> **Your task**: The lines from the start of the data through the line containing "SQLite-backed receipt repository." are to be reproduced exactly, both ends included.

> **The input**:
⁂
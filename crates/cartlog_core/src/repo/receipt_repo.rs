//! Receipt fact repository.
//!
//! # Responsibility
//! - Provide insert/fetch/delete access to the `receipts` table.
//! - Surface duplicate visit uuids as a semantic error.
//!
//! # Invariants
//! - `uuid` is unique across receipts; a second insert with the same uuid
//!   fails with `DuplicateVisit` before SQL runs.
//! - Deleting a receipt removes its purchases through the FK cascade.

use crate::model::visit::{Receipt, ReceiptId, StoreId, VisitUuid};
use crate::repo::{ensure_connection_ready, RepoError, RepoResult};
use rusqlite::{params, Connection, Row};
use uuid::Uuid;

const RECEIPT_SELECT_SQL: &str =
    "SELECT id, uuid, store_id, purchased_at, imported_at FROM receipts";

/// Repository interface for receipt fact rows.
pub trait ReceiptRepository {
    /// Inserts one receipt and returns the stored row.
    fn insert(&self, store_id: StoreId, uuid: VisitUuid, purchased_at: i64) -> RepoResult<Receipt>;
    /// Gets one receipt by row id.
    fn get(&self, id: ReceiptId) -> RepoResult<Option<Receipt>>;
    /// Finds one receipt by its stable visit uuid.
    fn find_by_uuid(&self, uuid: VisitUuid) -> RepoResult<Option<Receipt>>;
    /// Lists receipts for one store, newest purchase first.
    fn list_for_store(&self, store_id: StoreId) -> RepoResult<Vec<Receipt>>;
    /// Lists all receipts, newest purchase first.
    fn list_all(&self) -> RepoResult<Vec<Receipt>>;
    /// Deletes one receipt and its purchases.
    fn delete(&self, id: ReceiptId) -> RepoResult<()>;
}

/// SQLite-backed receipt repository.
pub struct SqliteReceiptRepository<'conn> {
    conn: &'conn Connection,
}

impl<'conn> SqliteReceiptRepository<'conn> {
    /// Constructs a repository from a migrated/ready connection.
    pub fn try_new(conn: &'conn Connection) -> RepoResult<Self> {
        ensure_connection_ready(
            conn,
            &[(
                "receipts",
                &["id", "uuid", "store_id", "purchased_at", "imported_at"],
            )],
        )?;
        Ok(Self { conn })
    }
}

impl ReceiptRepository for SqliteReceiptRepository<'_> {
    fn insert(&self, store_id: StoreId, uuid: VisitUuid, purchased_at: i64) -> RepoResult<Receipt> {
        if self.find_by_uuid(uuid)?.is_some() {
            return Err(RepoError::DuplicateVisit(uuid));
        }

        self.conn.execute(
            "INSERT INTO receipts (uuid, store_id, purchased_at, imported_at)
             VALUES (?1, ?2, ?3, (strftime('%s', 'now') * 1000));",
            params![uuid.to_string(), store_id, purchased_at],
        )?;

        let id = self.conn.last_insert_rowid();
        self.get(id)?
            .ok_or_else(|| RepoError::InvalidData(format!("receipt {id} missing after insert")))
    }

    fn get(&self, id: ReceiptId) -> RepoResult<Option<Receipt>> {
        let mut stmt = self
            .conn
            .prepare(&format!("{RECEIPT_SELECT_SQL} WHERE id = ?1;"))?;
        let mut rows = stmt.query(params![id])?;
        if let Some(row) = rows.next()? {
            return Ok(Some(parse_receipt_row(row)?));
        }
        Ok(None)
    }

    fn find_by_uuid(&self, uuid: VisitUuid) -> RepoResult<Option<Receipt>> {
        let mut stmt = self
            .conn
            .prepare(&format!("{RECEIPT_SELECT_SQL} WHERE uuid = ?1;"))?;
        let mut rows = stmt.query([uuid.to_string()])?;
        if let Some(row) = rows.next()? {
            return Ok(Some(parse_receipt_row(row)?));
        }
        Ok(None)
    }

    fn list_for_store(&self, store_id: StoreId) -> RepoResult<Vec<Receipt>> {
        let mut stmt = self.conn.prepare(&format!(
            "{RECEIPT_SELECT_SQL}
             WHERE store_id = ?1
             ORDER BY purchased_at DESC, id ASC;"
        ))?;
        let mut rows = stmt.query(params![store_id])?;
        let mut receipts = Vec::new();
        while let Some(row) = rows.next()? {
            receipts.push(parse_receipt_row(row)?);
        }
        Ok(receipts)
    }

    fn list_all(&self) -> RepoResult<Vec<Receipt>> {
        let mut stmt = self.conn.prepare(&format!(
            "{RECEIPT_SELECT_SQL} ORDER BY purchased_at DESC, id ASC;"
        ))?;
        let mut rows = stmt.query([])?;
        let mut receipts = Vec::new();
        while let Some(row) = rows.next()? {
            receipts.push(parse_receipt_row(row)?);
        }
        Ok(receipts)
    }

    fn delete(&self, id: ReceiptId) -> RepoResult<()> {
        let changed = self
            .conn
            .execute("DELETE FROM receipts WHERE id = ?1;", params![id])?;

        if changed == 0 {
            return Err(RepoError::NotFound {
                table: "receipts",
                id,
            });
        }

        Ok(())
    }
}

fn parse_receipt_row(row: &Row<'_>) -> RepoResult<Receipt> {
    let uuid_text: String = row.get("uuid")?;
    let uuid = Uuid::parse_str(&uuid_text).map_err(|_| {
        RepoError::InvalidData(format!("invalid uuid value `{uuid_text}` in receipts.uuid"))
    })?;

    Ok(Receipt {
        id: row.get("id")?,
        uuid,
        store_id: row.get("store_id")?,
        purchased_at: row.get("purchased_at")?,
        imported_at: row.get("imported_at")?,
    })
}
⁂
> **Response to the task**:
filename crates/cartlog_core/src/repo/receipt_repo.rs
//! Receipt fact repository.
//!
//! # Responsibility
//! - Provide insert/fetch/delete access to the `receipts` table.
//! - Surface duplicate visit uuids as a semantic error.
//!
//! # Invariants
//! - `uuid` is unique across receipts; a second insert with the same uuid
//!   fails with `DuplicateVisit` before SQL runs.
//! - Deleting a receipt removes its purchases through the FK cascade.

use crate::model::visit::{Receipt, ReceiptId, StoreId, VisitUuid};
use crate::repo::{ensure_connection_ready, RepoError, RepoResult};
use rusqlite::{params, Connection, Row};
use uuid::Uuid;

const RECEIPT_SELECT_SQL: &str =
    "SELECT id, uuid, store_id, purchased_at, imported_at FROM receipts";

/// Repository interface for receipt fact rows.
pub trait ReceiptRepository {
    /// Inserts one receipt and returns the stored row.
    fn insert(&self, store_id: StoreId, uuid: VisitUuid, purchased_at: i64) -> RepoResult<Receipt>;
    /// Gets one receipt by row id.
    fn get(&self, id: ReceiptId) -> RepoResult<Option<Receipt>>;
    /// Finds one receipt by its stable visit uuid.
    fn find_by_uuid(&self, uuid: VisitUuid) -> RepoResult<Option<Receipt>>;
    /// Lists receipts for one store, newest purchase first.
    fn list_for_store(&self, store_id: StoreId) -> RepoResult<Vec<Receipt>>;
    /// Lists all receipts, newest purchase first.
    fn list_all(&self) -> RepoResult<Vec<Receipt>>;
    /// Deletes one receipt and its purchases.
    fn delete(&self, id: ReceiptId) -> RepoResult<()>;
}

/// SQLite-backed receipt repository.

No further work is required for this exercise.